[Extracted material — start]
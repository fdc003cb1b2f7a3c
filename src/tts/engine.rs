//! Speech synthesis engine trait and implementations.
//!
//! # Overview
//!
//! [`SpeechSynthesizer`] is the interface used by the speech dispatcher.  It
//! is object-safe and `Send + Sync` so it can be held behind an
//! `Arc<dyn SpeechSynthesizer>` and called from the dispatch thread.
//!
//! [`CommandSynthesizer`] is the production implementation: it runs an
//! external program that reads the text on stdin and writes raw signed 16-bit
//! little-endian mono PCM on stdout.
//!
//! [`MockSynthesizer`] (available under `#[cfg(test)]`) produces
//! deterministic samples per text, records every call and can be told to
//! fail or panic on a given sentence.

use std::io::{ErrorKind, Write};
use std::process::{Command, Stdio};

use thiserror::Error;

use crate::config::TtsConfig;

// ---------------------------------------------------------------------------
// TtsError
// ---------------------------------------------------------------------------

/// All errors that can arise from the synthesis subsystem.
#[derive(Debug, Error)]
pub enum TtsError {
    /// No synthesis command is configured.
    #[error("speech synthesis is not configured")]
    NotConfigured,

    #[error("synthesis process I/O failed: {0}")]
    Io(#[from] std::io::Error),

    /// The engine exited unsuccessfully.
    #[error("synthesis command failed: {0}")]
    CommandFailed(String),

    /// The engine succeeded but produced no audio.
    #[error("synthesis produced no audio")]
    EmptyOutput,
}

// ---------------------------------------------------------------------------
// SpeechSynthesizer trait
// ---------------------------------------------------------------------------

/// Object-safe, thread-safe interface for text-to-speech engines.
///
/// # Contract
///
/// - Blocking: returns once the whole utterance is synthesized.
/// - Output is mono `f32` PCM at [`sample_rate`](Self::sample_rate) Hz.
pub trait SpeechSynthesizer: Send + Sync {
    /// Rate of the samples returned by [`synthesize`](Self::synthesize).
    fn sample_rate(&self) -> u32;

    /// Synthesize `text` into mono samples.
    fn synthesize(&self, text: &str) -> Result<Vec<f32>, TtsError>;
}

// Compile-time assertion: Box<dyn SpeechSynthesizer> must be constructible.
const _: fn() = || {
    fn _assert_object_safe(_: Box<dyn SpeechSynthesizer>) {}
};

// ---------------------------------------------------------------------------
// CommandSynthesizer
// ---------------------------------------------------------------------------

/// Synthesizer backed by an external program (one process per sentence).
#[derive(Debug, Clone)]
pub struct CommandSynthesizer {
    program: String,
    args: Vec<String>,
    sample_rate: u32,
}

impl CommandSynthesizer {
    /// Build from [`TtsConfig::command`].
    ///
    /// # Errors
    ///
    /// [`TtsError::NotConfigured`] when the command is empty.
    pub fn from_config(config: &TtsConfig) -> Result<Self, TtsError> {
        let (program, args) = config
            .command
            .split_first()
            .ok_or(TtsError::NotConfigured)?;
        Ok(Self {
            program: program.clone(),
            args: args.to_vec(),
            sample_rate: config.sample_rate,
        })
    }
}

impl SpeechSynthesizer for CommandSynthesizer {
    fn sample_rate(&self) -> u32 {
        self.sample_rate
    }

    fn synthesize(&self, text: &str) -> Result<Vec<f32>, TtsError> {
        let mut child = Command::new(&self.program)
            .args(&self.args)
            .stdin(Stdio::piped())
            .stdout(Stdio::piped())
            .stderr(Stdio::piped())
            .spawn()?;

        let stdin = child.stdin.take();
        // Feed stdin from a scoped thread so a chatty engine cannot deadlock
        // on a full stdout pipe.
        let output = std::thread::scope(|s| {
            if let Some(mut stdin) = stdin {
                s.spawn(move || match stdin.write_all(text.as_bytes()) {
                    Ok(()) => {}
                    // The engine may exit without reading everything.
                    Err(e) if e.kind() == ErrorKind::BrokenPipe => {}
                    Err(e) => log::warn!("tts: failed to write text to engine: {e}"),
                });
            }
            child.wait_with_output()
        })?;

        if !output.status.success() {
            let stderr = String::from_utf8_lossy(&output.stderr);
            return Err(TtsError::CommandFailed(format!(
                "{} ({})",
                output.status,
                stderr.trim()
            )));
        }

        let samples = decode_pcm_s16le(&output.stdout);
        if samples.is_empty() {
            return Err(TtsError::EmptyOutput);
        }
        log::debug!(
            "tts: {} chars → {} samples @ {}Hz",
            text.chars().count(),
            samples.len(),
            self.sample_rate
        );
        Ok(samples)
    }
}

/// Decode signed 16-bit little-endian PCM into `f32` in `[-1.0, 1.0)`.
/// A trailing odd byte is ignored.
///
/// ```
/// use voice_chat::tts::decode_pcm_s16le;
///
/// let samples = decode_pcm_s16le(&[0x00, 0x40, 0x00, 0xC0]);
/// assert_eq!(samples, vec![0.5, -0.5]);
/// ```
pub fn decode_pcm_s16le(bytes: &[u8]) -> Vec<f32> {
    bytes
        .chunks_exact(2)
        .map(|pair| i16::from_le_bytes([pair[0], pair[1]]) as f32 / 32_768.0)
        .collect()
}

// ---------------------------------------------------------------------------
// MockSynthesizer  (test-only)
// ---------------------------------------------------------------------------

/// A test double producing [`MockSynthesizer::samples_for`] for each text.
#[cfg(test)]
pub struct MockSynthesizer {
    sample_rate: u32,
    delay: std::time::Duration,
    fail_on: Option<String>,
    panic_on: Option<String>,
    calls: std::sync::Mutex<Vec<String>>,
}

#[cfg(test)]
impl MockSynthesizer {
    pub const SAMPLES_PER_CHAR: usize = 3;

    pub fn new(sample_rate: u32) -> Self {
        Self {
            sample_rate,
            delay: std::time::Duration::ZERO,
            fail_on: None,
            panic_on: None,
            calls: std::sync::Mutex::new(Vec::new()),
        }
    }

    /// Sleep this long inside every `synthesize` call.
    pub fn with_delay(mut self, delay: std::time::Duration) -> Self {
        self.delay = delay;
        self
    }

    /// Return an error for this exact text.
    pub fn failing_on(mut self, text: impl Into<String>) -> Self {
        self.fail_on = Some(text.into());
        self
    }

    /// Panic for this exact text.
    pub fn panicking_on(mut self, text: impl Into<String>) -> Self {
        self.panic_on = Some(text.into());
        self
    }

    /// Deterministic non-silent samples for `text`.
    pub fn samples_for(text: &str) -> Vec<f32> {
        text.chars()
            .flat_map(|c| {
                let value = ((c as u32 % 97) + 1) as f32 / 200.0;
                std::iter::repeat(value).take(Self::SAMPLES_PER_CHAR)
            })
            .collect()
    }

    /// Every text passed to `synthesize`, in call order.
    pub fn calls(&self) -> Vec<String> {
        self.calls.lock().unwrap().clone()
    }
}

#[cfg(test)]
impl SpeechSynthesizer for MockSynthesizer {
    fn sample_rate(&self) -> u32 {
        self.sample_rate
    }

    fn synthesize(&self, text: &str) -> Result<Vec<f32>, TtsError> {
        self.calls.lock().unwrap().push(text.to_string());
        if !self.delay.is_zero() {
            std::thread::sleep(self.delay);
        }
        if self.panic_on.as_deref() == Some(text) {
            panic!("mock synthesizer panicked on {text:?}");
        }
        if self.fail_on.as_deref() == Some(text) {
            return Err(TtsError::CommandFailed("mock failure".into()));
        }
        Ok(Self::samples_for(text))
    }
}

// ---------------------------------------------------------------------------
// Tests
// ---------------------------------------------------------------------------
[Extracted material — finish]
#### Action item
The entries above are to be copied word for word.

#### Written reply
repository fdc003cb1b2f7a3c
filename src/tts/engine.rs
//! Speech synthesis engine trait and implementations.
//!
//! # Overview
//!
//! [`SpeechSynthesizer`] is the interface used by the speech dispatcher.  It
//! is object-safe and `Send + Sync` so it can be held behind an
//! `Arc<dyn SpeechSynthesizer>` and called from the dispatch thread.
//!
//! [`CommandSynthesizer`] is the production implementation: it runs an
//! external program that reads the text on stdin and writes raw signed 16-bit
//! little-endian mono PCM on stdout.
//!
//! [`MockSynthesizer`] (available under `#[cfg(test)]`) produces
//! deterministic samples per text, records every call and can be told to
//! fail or panic on a given sentence.

use std::io::{ErrorKind, Write};
use std::process::{Command, Stdio};

use thiserror::Error;

use crate::config::TtsConfig;

// ---------------------------------------------------------------------------
// TtsError
// ---------------------------------------------------------------------------

/// All errors that can arise from the synthesis subsystem.
#[derive(Debug, Error)]
pub enum TtsError {
    /// No synthesis command is configured.
    #[error("speech synthesis is not configured")]
    NotConfigured,

    #[error("synthesis process I/O failed: {0}")]
    Io(#[from] std::io::Error),

    /// The engine exited unsuccessfully.
    #[error("synthesis command failed: {0}")]
    CommandFailed(String),

    /// The engine succeeded but produced no audio.
    #[error("synthesis produced no audio")]
    EmptyOutput,
}

// ---------------------------------------------------------------------------
// SpeechSynthesizer trait
// ---------------------------------------------------------------------------

/// Object-safe, thread-safe interface for text-to-speech engines.
///
/// # Contract
///
/// - Blocking: returns once the whole utterance is synthesized.
/// - Output is mono `f32` PCM at [`sample_rate`](Self::sample_rate) Hz.
pub trait SpeechSynthesizer: Send + Sync {
    /// Rate of the samples returned by [`synthesize`](Self::synthesize).
    fn sample_rate(&self) -> u32;

    /// Synthesize `text` into mono samples.
    fn synthesize(&self, text: &str) -> Result<Vec<f32>, TtsError>;
}

// Compile-time assertion: Box<dyn SpeechSynthesizer> must be constructible.
const _: fn() = || {
    fn _assert_object_safe(_: Box<dyn SpeechSynthesizer>) {}
};

// ---------------------------------------------------------------------------
// CommandSynthesizer
// ---------------------------------------------------------------------------

/// Synthesizer backed by an external program (one process per sentence).
#[derive(Debug, Clone)]
pub struct CommandSynthesizer {
    program: String,
    args: Vec<String>,
    sample_rate: u32,
}

impl CommandSynthesizer {
    /// Build from [`TtsConfig::command`].
    ///
    /// # Errors
    ///
    /// [`TtsError::NotConfigured`] when the command is empty.
    pub fn from_config(config: &TtsConfig) -> Result<Self, TtsError> {
        let (program, args) = config
            .command
            .split_first()
            .ok_or(TtsError::NotConfigured)?;
        Ok(Self {
            program: program.clone(),
            args: args.to_vec(),
            sample_rate: config.sample_rate,
        })
    }
}

impl SpeechSynthesizer for CommandSynthesizer {
    fn sample_rate(&self) -> u32 {
        self.sample_rate
    }

    fn synthesize(&self, text: &str) -> Result<Vec<f32>, TtsError> {
        let mut child = Command::new(&self.program)
            .args(&self.args)
            .stdin(Stdio::piped())
            .stdout(Stdio::piped())
            .stderr(Stdio::piped())
            .spawn()?;

        let stdin = child.stdin.take();
        // Feed stdin from a scoped thread so a chatty engine cannot deadlock
        // on a full stdout pipe.
        let output = std::thread::scope(|s| {
            if let Some(mut stdin) = stdin {
                s.spawn(move || match stdin.write_all(text.as_bytes()) {
                    Ok(()) => {}
                    // The engine may exit without reading everything.
                    Err(e) if e.kind() == ErrorKind::BrokenPipe => {}
                    Err(e) => log::warn!("tts: failed to write text to engine: {e}"),
                });
            }
            child.wait_with_output()
        })?;

        if !output.status.success() {
            let stderr = String::from_utf8_lossy(&output.stderr);
            return Err(TtsError::CommandFailed(format!(
                "{} ({})",
                output.status,
                stderr.trim()
            )));
        }

        let samples = decode_pcm_s16le(&output.stdout);
        if samples.is_empty() {
            return Err(TtsError::EmptyOutput);
        }
        log::debug!(
            "tts: {} chars → {} samples @ {}Hz",
            text.chars().count(),
            samples.len(),
            self.sample_rate
        );
        Ok(samples)
    }
}

/// Decode signed 16-bit little-endian PCM into `f32` in `[-1.0, 1.0)`.
/// A trailing odd byte is ignored.
///
/// ```
/// use voice_chat::tts::decode_pcm_s16le;
///
/// let samples = decode_pcm_s16le(&[0x00, 0x40, 0x00, 0xC0]);
/// assert_eq!(samples, vec![0.5, -0.5]);
/// ```
pub fn decode_pcm_s16le(bytes: &[u8]) -> Vec<f32> {
    bytes
        .chunks_exact(2)
        .map(|pair| i16::from_le_bytes([pair[0], pair[1]]) as f32 / 32_768.0)
        .collect()
}

// ---------------------------------------------------------------------------
// MockSynthesizer  (test-only)
// ---------------------------------------------------------------------------

/// A test double producing [`MockSynthesizer::samples_for`] for each text.
#[cfg(test)]
pub struct MockSynthesizer {
    sample_rate: u32,
    delay: std::time::Duration,
    fail_on: Option<String>,
    panic_on: Option<String>,
    calls: std::sync::Mutex<Vec<String>>,
}

#[cfg(test)]
impl MockSynthesizer {
    pub const SAMPLES_PER_CHAR: usize = 3;

    pub fn new(sample_rate: u32) -> Self {
        Self {
            sample_rate,
            delay: std::time::Duration::ZERO,
            fail_on: None,
            panic_on: None,
            calls: std::sync::Mutex::new(Vec::new()),
        }
    }

    /// Sleep this long inside every `synthesize` call.
    pub fn with_delay(mut self, delay: std::time::Duration) -> Self {
        self.delay = delay;
        self
    }

    /// Return an error for this exact text.
    pub fn failing_on(mut self, text: impl Into<String>) -> Self {
        self.fail_on = Some(text.into());
        self
    }

    /// Panic for this exact text.
    pub fn panicking_on(mut self, text: impl Into<String>) -> Self {
        self.panic_on = Some(text.into());
        self
    }

    /// Deterministic non-silent samples for `text`.
    pub fn samples_for(text: &str) -> Vec<f32> {
        text.chars()
            .flat_map(|c| {
                let value = ((c as u32 % 97) + 1) as f32 / 200.0;
                std::iter::repeat(value).take(Self::SAMPLES_PER_CHAR)
            })
            .collect()
    }

    /// Every text passed to `synthesize`, in call order.
    pub fn calls(&self) -> Vec<String> {
        self.calls.lock().unwrap().clone()
    }
}

#[cfg(test)]
impl SpeechSynthesizer for MockSynthesizer {
    fn sample_rate(&self) -> u32 {
        self.sample_rate
    }

    fn synthesize(&self, text: &str) -> Result<Vec<f32>, TtsError> {
        self.calls.lock().unwrap().push(text.to_string());
        if !self.delay.is_zero() {
            std::thread::sleep(self.delay);
        }
        if self.panic_on.as_deref() == Some(text) {
            panic!("mock synthesizer panicked on {text:?}");
        }
        if self.fail_on.as_deref() == Some(text) {
            return Err(TtsError::CommandFailed("mock failure".into()));
        }
        Ok(Self::samples_for(text))
    }
}

// ---------------------------------------------------------------------------
// Tests
// ---------------------------------------------------------------------------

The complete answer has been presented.